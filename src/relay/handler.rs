use std::sync::atomic::{AtomicU64, Ordering};

use tracing::info;

/// Получатель текстовых уведомлений.
///
/// Вызывается из задачи диспетчеризации, поэтому должен быть `Send + Sync`.
pub trait MessageListener: Send + Sync {
    fn on_notification(
        &self,
        payload: &str,
    );
}

/// Обработчик, считающий полученные уведомления.
///
/// Счётчик меняется только в [`MessageListener::on_notification`], начинается
/// с нуля и никогда не сбрасывается. Операции идут с `SeqCst`, поэтому
/// `count()` после возврата `on_notification` видит новое значение из любого
/// потока.
#[derive(Debug, Default)]
pub struct NotificationHandler {
    received: AtomicU64,
}

impl NotificationHandler {
    pub fn new() -> Self {
        Self::default()
    }

    /// Текущее количество полученных уведомлений.
    pub fn count(&self) -> u64 {
        self.received.load(Ordering::SeqCst)
    }
}

impl MessageListener for NotificationHandler {
    fn on_notification(
        &self,
        payload: &str,
    ) {
        let total = self.received.fetch_add(1, Ordering::SeqCst) + 1;
        info!(payload, total, "Received notification");
    }
}
use std::sync::{
    atomic::{AtomicBool, AtomicUsize, Ordering},
    Arc,
};

use bytes::Bytes;
use dashmap::DashMap;
use globset::{Glob, GlobMatcher};
use tokio::sync::broadcast;
use tracing::{debug, trace};

use super::{intern_channel, Message, PatternSubscription, Subscription};

type ChannelKey = Arc<str>;

/// Отправитель для шаблонной подписки вместе со скомпилированным matcher'ом,
/// чтобы не компилировать glob на каждую публикацию.
struct PatternEntry {
    matcher: GlobMatcher,
    tx: broadcast::Sender<Message>,
}

/// Внутрипроцессный брокер Pub/Sub сообщений.
///
/// Поддерживает:
/// - Точные подписки по имени канала
/// - Подписки по шаблонам (glob)
/// - Автоматическое удаление пустых каналов
/// - Статистику публикаций и ошибок отправки
/// - Закрытие: после `close` все подписки получают `Closed`
pub struct Broker {
    /// Точные каналы → `Sender`
    channels: DashMap<ChannelKey, broadcast::Sender<Message>>,
    /// Шаблоны каналов → `Sender`
    patterns: DashMap<Glob, PatternEntry>,
    /// Ёмкость буфера каждого `broadcast::channel`
    default_capacity: usize,
    closed: AtomicBool,
    /// Общее количество вызовов `publish`
    pub publish_count: AtomicUsize,
    /// Количество неудачных `send` (нет подписчиков)
    pub send_error_count: AtomicUsize,
}

impl Broker {
    /// Создаёт новый `Broker` с заданной буферной ёмкостью.
    pub fn new(default_capacity: usize) -> Self {
        Self {
            channels: DashMap::new(),
            patterns: DashMap::new(),
            default_capacity: default_capacity.max(1),
            closed: AtomicBool::new(false),
            publish_count: AtomicUsize::new(0),
            send_error_count: AtomicUsize::new(0),
        }
    }

    /// Подписка по шаблону (glob), например `"chat"`, `"chat.*"` или `"a?c"`.
    ///
    /// Повторная подписка на тот же шаблон разделяет один `Sender`.
    pub fn psubscribe(
        &self,
        pattern: &str,
    ) -> Result<PatternSubscription, globset::Error> {
        let glob = Glob::new(pattern)?;
        let rx = self
            .patterns
            .entry(glob.clone())
            .or_insert_with(|| PatternEntry {
                matcher: glob.compile_matcher(),
                tx: broadcast::channel(self.default_capacity).0,
            })
            .tx
            .subscribe();
        debug!(pattern, "pattern subscription registered");
        Ok(PatternSubscription::new(glob, rx))
    }

    /// Отписка от шаблона. Удаляет `Sender`, подписчики получат `Closed`.
    pub fn punsubscribe(
        &self,
        pattern: &str,
    ) -> Result<(), globset::Error> {
        let glob = Glob::new(pattern)?;
        self.patterns.remove(&glob);
        Ok(())
    }

    /// Подписка на конкретный канал (точное совпадение).
    pub fn subscribe(
        &self,
        channel: &str,
    ) -> Subscription {
        let key = intern_channel(channel);
        let rx = self
            .channels
            .entry(key.clone())
            .or_insert_with(|| broadcast::channel(self.default_capacity).0)
            .subscribe();
        Subscription {
            channel: key,
            inner: rx,
        }
    }

    /// Публикация сообщения в канал.
    ///
    /// Работает в два этапа:
    /// 1. Отправляет в точный канал (если есть)
    /// 2. Отправляет всем подписчикам по подходящим шаблонам
    ///
    /// Возвращает количество получателей, до которых дошло сообщение.
    /// Если в точном канале нет подписчиков — увеличивает `send_error_count`
    /// и удаляет канал.
    pub fn publish(
        &self,
        channel: &str,
        payload: Bytes,
    ) -> usize {
        self.publish_count.fetch_add(1, Ordering::Relaxed);
        // Сообщение (и interned имя канала) создаётся только при наличии
        // получателя, иначе пул имён рос бы от публикаций в пустоту.
        let mut msg: Option<Message> = None;
        let mut message = || {
            msg.get_or_insert_with(|| Message::new(channel, payload.clone()))
                .clone()
        };
        let mut delivered = 0;

        // 1) точное совпадение
        let mut stale = false;
        if let Some(tx) = self.channels.get(channel) {
            match tx.send(message()) {
                Ok(n) => delivered += n,
                Err(_) => {
                    self.send_error_count.fetch_add(1, Ordering::Relaxed);
                    stale = true;
                }
            }
        }
        if stale {
            self.channels.remove_if(channel, |_, tx| tx.receiver_count() == 0);
        }

        // 2) по шаблону
        for entry in self.patterns.iter() {
            if entry.matcher.is_match(channel) {
                delivered += entry.tx.send(message()).unwrap_or(0);
            }
        }

        trace!(channel, delivered, "message published");
        delivered
    }

    /// Удаляет все подписки на указанный канал (и сам канал).
    pub fn unsubscribe_all(
        &self,
        channel: &str,
    ) {
        self.channels.remove(channel);
    }

    /// Закрывает брокер: удаляет все каналы и шаблоны.
    ///
    /// Все активные подписки после вычитывания буфера получат `Closed`.
    pub fn close(&self) {
        if !self.closed.swap(true, Ordering::AcqRel) {
            self.channels.clear();
            self.patterns.clear();
            debug!("broker closed");
        }
    }

    pub fn is_closed(&self) -> bool {
        self.closed.load(Ordering::Acquire)
    }

    /// Количество активных шаблонных подписок (уникальных шаблонов).
    pub fn pattern_count(&self) -> usize {
        self.patterns.len()
    }
}
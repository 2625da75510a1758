//! Domain models shared by generation, verification and storage: content domains,
//! answer values, candidates, verdicts and accepted questions.

use std::fmt;
use std::str::FromStr;

use serde::{Deserialize, Serialize};

use crate::error::GenerateError;
use crate::patterns::visual::ShapeDescriptor;
use crate::patterns::Pattern;

/// Which generative content family a question belongs to.
#[derive(Clone, Copy, Debug, PartialEq, Eq, Hash, Serialize, Deserialize)]
#[serde(rename_all = "snake_case")]
pub enum Domain {
  NumericSequence,
  LetterSequence,
  CipherCode,
  VisualPattern,
}

impl Domain {
  pub const ALL: [Domain; 4] = [
    Domain::NumericSequence,
    Domain::LetterSequence,
    Domain::CipherCode,
    Domain::VisualPattern,
  ];

  pub fn as_str(&self) -> &'static str {
    match self {
      Domain::NumericSequence => "numeric_sequence",
      Domain::LetterSequence => "letter_sequence",
      Domain::CipherCode => "cipher_code",
      Domain::VisualPattern => "visual_pattern",
    }
  }
}

impl fmt::Display for Domain {
  fn fmt(&self, f: &mut fmt::Formatter<'_>) -> fmt::Result {
    f.write_str(self.as_str())
  }
}

impl FromStr for Domain {
  type Err = GenerateError;

  fn from_str(s: &str) -> Result<Self, Self::Err> {
    match s.trim().to_ascii_lowercase().as_str() {
      "numeric_sequence" | "numeric" | "sequences" => Ok(Domain::NumericSequence),
      "letter_sequence" | "letters" | "letter_sequences" => Ok(Domain::LetterSequence),
      "cipher_code" | "cipher" | "code_words" => Ok(Domain::CipherCode),
      "visual_pattern" | "visual" | "nvr_sequences" => Ok(Domain::VisualPattern),
      _ => Err(GenerateError::UnknownDomain(s.to_string())),
    }
  }
}

/// Ordinal difficulty, 1 (foundation) to 5 (challenge).
#[derive(Clone, Copy, Debug, PartialEq, Eq, PartialOrd, Ord, Hash, Serialize, Deserialize)]
#[serde(try_from = "u8", into = "u8")]
pub struct Difficulty(u8);

impl Difficulty {
  pub const MIN: u8 = 1;
  pub const MAX: u8 = 5;

  pub fn new(level: u8) -> Result<Self, GenerateError> {
    if (Self::MIN..=Self::MAX).contains(&level) {
      Ok(Difficulty(level))
    } else {
      Err(GenerateError::InvalidDifficulty(level))
    }
  }

  pub fn level(self) -> u8 {
    self.0
  }
}

impl Default for Difficulty {
  fn default() -> Self {
    Difficulty(2)
  }
}

impl TryFrom<u8> for Difficulty {
  type Error = GenerateError;
  fn try_from(level: u8) -> Result<Self, Self::Error> {
    Difficulty::new(level)
  }
}

impl From<Difficulty> for u8 {
  fn from(d: Difficulty) -> u8 {
    d.0
  }
}

/// The value of one multiple-choice option, in the domain's native representation.
#[derive(Clone, Debug, PartialEq, Serialize, Deserialize)]
#[serde(tag = "kind", content = "value", rename_all = "snake_case")]
pub enum AnswerValue {
  Number(i64),
  Letters(String),
  Word(String),
  Shape(ShapeDescriptor),
}

impl AnswerValue {
  /// Domain-aware equality: integers by value, letter strings case-insensitively,
  /// shapes attribute by attribute (rotation modulo the shape's symmetry).
  pub fn matches(&self, other: &AnswerValue) -> bool {
    match (self, other) {
      (AnswerValue::Number(a), AnswerValue::Number(b)) => a == b,
      (AnswerValue::Letters(a), AnswerValue::Letters(b))
      | (AnswerValue::Word(a), AnswerValue::Word(b)) => a.trim().eq_ignore_ascii_case(b.trim()),
      (AnswerValue::Shape(a), AnswerValue::Shape(b)) => a.same_picture(b),
      _ => false,
    }
  }

  pub fn as_text(&self) -> Option<&str> {
    match self {
      AnswerValue::Letters(s) | AnswerValue::Word(s) => Some(s),
      _ => None,
    }
  }
}

impl fmt::Display for AnswerValue {
  fn fmt(&self, f: &mut fmt::Formatter<'_>) -> fmt::Result {
    match self {
      AnswerValue::Number(n) => write!(f, "{n}"),
      AnswerValue::Letters(s) | AnswerValue::Word(s) => f.write_str(s),
      AnswerValue::Shape(shape) => write!(f, "{shape}"),
    }
  }
}

/// True when no two values in the slice match under domain equality.
pub fn all_distinct(values: &[&AnswerValue]) -> bool {
  values
    .iter()
    .enumerate()
    .all(|(i, a)| values[i + 1..].iter().all(|b| !a.matches(b)))
}

#[derive(Clone, Debug, PartialEq, Serialize, Deserialize)]
pub struct AnswerOption {
  pub value: AnswerValue,
  pub is_correct: bool,
}

/// Assembly-time artifacts. Kept for provenance; the verifier never reads them.
#[derive(Clone, Debug, PartialEq, Serialize, Deserialize)]
pub struct GenerationTrace {
  pub parameters: Pattern,
  pub correct_value: AnswerValue,
}

/// A fully assembled question waiting for verification.
#[derive(Clone, Debug, PartialEq, Serialize, Deserialize)]
pub struct QuestionCandidate {
  pub id: String,
  pub domain: Domain,
  pub difficulty: Difficulty,
  pub rendered_prompt: String,
  pub options: Vec<AnswerOption>,
  pub correct_index: usize,
  pub explanation: String,
  pub generation: GenerationTrace,
}

impl QuestionCandidate {
  /// The value the candidate claims is correct, if `correct_index` is in range.
  pub fn claimed_answer(&self) -> Option<&AnswerValue> {
    self.options.get(self.correct_index).map(|o| &o.value)
  }

  pub fn option_values(&self) -> Vec<&AnswerValue> {
    self.options.iter().map(|o| &o.value).collect()
  }
}

#[derive(Clone, Copy, Debug, PartialEq, Eq, Hash, Serialize, Deserialize)]
#[serde(rename_all = "snake_case")]
pub enum Outcome {
  Confirmed,
  Contradicted,
  Indeterminate,
}

/// Declared low to high so `min` caps a confidence.
#[derive(Clone, Copy, Debug, PartialEq, Eq, PartialOrd, Ord, Hash, Serialize, Deserialize)]
#[serde(rename_all = "snake_case")]
pub enum Confidence {
  Low,
  Medium,
  High,
}

impl Confidence {
  pub fn capped_at(self, cap: Confidence) -> Confidence {
    self.min(cap)
  }
}

/// The verifier's independent judgement on one candidate.
#[derive(Clone, Debug, PartialEq, Serialize, Deserialize)]
pub struct Verdict {
  pub outcome: Outcome,
  pub confidence: Confidence,
  pub notes: Vec<String>,
}

impl Verdict {
  pub fn confirmed(confidence: Confidence) -> Self {
    Verdict { outcome: Outcome::Confirmed, confidence, notes: vec![] }
  }

  pub fn contradicted(notes: Vec<String>) -> Self {
    Verdict { outcome: Outcome::Contradicted, confidence: Confidence::High, notes }
  }

  pub fn indeterminate(note: impl Into<String>) -> Self {
    Verdict { outcome: Outcome::Indeterminate, confidence: Confidence::Low, notes: vec![note.into()] }
  }

  pub fn is_confirmed(&self) -> bool {
    self.outcome == Outcome::Confirmed
  }
}

/// A verified candidate handed to storage. Immutable once persisted.
#[derive(Clone, Debug, PartialEq, Serialize, Deserialize)]
pub struct AcceptedQuestion {
  pub candidate: QuestionCandidate,
  pub outcome: Outcome,
  pub confidence: Confidence,
  pub notes: Vec<String>,
  pub needs_review: bool,
  pub attempts: u32,
}

impl AcceptedQuestion {
  /// Confirmed verdicts are accepted clean; indeterminate ones are flagged.
  pub fn from_verdict(candidate: QuestionCandidate, verdict: Verdict, attempts: u32) -> Self {
    let needs_review = verdict.outcome != Outcome::Confirmed;
    AcceptedQuestion {
      candidate,
      outcome: verdict.outcome,
      confidence: verdict.confidence,
      notes: verdict.notes,
      needs_review,
      attempts,
    }
  }

  pub fn id(&self) -> &str {
    &self.candidate.id
  }

  /// Manual flag for human review, e.g. raised by an operator.
  pub fn flag_for_review(&mut self, note: impl Into<String>) {
    self.needs_review = true;
    self.notes.push(note.into());
  }
}

#[cfg(test)]
mod tests {
  use super::*;
  use crate::patterns::visual::{Fill, ShapeKind};

  #[test]
  fn domain_tags_parse_with_aliases() {
    assert_eq!("numeric_sequence".parse::<Domain>().unwrap(), Domain::NumericSequence);
    assert_eq!("Cipher".parse::<Domain>().unwrap(), Domain::CipherCode);
    assert_eq!("code_words".parse::<Domain>().unwrap(), Domain::CipherCode);
    assert!(matches!("geometry".parse::<Domain>(), Err(GenerateError::UnknownDomain(_))));
  }

  #[test]
  fn difficulty_bounds() {
    assert!(Difficulty::new(0).is_err());
    assert!(Difficulty::new(6).is_err());
    assert_eq!(Difficulty::new(5).unwrap().level(), 5);
    let parsed: Result<Difficulty, _> = serde_json::from_str("9");
    assert!(parsed.is_err());
  }

  #[test]
  fn text_values_compare_case_insensitively() {
    let a = AnswerValue::Word("FQI".into());
    let b = AnswerValue::Word("fqi".into());
    assert!(a.matches(&b));
    assert!(!a.matches(&AnswerValue::Letters("FQI".into())));
    assert!(!AnswerValue::Number(16).matches(&AnswerValue::Number(17)));
  }

  #[test]
  fn square_quarter_turns_are_the_same_picture() {
    let a = AnswerValue::Shape(ShapeDescriptor::new(ShapeKind::Square, Fill::Blue, 0, 24));
    let b = AnswerValue::Shape(ShapeDescriptor::new(ShapeKind::Square, Fill::Blue, 90, 24));
    let c = AnswerValue::Shape(ShapeDescriptor::new(ShapeKind::Square, Fill::Blue, 45, 24));
    assert!(a.matches(&b));
    assert!(!a.matches(&c));
    assert!(!all_distinct(&[&a, &c, &b]));
  }

  #[test]
  fn confidence_cap() {
    assert_eq!(Confidence::High.capped_at(Confidence::Medium), Confidence::Medium);
    assert_eq!(Confidence::Low.capped_at(Confidence::Medium), Confidence::Low);
  }
}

■ Task to carry out
Please output the lines of the listing above that fall in the stretch from the one with "Confidence::Low, notes: vec![note.into()]" through the one with "Verdict, attempts: u32)", exactly and only those.

■ Expected answer
    Verdict { outcome: Outcome::Indeterminate, confidence: Confidence::Low, notes: vec![note.into()] }
  }

  pub fn is_confirmed(&self) -> bool {
    self.outcome == Outcome::Confirmed
  }
}

/// A verified candidate handed to storage. Immutable once persisted.
#[derive(Clone, Debug, PartialEq, Serialize, Deserialize)]
pub struct AcceptedQuestion {
  pub candidate: QuestionCandidate,
  pub outcome: Outcome,
  pub confidence: Confidence,
  pub notes: Vec<String>,
  pub needs_review: bool,
  pub attempts: u32,
}

impl AcceptedQuestion {
  /// Confirmed verdicts are accepted clean; indeterminate ones are flagged.
  pub fn from_verdict(candidate: QuestionCandidate, verdict: Verdict, attempts: u32) -> Self {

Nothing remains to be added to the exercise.